### WHAT THIS TASK INVOLVES
The line with "repository d7658b77de5a9d54", the line with "pub fn id(&self)", and all lines between them in the material below: return these exactly, and no others.

### SUPPLIED DATA
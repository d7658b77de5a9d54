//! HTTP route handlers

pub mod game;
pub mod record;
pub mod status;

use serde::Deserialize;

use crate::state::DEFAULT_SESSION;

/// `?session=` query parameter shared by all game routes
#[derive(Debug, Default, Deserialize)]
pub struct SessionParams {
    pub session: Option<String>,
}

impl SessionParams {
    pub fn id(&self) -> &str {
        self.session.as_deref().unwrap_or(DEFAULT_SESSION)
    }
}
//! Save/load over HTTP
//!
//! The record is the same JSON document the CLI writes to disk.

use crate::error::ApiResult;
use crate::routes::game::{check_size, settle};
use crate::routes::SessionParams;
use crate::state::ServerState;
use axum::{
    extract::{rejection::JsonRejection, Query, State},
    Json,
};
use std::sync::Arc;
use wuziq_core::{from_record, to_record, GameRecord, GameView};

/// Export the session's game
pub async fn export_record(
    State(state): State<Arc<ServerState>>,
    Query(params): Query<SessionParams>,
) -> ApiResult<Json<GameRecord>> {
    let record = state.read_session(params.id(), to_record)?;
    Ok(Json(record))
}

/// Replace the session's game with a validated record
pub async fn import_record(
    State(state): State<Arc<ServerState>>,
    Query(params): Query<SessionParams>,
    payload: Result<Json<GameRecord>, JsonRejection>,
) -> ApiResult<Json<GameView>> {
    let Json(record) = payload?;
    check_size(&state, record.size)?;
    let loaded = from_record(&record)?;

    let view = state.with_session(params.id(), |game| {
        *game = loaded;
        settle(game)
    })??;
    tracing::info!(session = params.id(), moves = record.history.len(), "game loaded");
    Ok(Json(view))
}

...

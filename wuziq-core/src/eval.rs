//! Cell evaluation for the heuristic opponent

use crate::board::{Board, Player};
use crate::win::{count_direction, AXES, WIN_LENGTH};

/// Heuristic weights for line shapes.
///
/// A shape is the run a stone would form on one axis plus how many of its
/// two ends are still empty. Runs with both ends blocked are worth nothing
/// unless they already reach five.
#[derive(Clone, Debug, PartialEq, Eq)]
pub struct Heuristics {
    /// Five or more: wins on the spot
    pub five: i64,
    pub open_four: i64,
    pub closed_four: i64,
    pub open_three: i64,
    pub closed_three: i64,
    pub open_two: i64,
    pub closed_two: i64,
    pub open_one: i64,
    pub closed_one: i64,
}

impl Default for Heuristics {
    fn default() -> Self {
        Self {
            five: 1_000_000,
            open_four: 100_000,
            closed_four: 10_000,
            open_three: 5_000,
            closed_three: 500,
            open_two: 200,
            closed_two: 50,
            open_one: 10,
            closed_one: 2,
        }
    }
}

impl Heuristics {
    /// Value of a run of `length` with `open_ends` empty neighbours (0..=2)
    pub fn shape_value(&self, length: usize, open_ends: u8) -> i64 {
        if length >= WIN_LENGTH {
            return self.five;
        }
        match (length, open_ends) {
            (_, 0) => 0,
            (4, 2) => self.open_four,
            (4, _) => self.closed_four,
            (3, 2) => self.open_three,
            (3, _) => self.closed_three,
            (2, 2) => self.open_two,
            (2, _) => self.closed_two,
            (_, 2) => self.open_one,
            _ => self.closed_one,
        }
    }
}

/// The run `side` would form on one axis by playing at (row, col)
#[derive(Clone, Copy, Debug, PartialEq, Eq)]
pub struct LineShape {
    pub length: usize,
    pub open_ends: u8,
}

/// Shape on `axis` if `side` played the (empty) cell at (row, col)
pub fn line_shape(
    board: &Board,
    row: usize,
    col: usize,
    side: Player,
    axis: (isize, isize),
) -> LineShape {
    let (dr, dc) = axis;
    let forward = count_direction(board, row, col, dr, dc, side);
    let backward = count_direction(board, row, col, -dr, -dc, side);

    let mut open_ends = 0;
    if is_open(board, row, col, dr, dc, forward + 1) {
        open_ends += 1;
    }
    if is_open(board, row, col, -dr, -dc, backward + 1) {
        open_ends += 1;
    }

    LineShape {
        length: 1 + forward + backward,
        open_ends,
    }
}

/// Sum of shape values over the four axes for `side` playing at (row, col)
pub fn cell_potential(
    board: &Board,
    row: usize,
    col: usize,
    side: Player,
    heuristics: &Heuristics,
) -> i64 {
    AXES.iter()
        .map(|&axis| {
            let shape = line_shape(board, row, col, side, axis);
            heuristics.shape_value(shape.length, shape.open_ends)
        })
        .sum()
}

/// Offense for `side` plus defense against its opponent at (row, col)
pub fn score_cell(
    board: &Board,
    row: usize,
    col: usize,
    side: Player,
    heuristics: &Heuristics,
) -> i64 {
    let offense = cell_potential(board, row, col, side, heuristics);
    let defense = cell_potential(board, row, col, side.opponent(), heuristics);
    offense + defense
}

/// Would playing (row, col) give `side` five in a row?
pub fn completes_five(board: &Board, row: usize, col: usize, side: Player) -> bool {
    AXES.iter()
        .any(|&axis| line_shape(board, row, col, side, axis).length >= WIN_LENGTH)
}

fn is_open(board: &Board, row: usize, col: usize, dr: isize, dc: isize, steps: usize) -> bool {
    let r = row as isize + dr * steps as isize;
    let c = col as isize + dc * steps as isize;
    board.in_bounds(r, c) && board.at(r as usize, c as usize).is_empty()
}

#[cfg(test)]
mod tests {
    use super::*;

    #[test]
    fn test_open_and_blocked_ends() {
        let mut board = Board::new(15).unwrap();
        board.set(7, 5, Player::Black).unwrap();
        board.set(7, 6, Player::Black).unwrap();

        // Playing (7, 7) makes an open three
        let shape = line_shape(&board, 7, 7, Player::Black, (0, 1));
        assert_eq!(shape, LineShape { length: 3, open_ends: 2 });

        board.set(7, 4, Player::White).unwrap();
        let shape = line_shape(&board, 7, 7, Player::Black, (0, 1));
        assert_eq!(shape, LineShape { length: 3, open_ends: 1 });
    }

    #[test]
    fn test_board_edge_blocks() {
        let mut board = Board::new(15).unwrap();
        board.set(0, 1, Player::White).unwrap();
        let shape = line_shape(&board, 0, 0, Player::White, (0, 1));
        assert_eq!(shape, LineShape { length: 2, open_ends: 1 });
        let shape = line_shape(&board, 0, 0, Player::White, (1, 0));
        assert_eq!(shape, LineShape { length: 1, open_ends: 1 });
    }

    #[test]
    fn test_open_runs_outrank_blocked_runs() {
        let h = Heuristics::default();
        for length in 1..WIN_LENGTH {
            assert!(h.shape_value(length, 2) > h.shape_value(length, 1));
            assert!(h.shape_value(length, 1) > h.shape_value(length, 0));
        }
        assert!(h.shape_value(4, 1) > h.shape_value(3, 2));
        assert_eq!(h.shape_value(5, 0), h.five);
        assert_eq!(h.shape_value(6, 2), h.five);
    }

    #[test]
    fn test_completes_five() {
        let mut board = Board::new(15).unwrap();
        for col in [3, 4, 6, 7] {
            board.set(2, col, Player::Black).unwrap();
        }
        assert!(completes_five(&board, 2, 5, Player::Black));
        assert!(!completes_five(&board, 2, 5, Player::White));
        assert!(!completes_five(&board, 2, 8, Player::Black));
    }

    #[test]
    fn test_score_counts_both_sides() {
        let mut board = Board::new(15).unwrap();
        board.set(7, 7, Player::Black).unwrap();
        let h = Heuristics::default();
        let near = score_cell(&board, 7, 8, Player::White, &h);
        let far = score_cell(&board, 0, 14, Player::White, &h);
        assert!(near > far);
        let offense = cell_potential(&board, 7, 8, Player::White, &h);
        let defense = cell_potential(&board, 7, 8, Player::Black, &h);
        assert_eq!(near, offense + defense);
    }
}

### ANSWER AREA
repository d7658b77de5a9d54
//! HTTP route handlers

pub mod game;
pub mod record;
pub mod status;

use serde::Deserialize;

use crate::state::DEFAULT_SESSION;

/// `?session=` query parameter shared by all game routes
#[derive(Debug, Default, Deserialize)]
pub struct SessionParams {
    pub session: Option<String>,
}

impl SessionParams {
    pub fn id(&self) -> &str {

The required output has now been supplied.